** Record set follows **

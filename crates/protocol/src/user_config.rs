//! The user configuration record (`user_config.json`).
//!
//! Written by the external API; the engine only reads it.

use serde::{Deserialize, Serialize};

#[derive(Debug, Clone, Default, PartialEq, Eq, Serialize, Deserialize)]
#[serde(rename_all = "camelCase")]
pub struct UserConfig {
	#[serde(default, skip_serializing_if = "Option::is_none")]
	pub name: Option<String>,
	#[serde(default, skip_serializing_if = "Option::is_none")]
	pub target_city: Option<String>,
	#[serde(default, skip_serializing_if = "Option::is_none")]
	pub target_role: Option<String>,
	#[serde(default, skip_serializing_if = "Option::is_none")]
	pub salary: Option<String>,
	#[serde(default, skip_serializing_if = "Option::is_none")]
	pub boss_phone: Option<String>,
	#[serde(default, skip_serializing_if = "Option::is_none")]
	pub boss_account: Option<String>,
}

impl UserConfig {
	/// Phone number used to pre-fill the SMS login form.
	pub fn login_phone(&self) -> Option<&str> {
		non_blank(self.boss_phone.as_deref()).or_else(|| non_blank(self.boss_account.as_deref()))
	}

	pub fn target_city(&self) -> Option<&str> {
		non_blank(self.target_city.as_deref())
	}

	pub fn target_role(&self) -> Option<&str> {
		non_blank(self.target_role.as_deref())
	}
}

fn non_blank(value: Option<&str>) -> Option<&str> {
	value.map(str::trim).filter(|v| !v.is_empty())
}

** End of Record set **

> **Task description**
Nothing but the exact lines of the data above, from the line containing "pub fn target_city(&self)" through the last, should appear in the answer.

> **Exercise solution**
	pub fn target_city(&self) -> Option<&str> {
		non_blank(self.target_city.as_deref())
	}

	pub fn target_role(&self) -> Option<&str> {
		non_blank(self.target_role.as_deref())
	}
}

fn non_blank(value: Option<&str>) -> Option<&str> {
	value.map(str::trim).filter(|v| !v.is_empty())
}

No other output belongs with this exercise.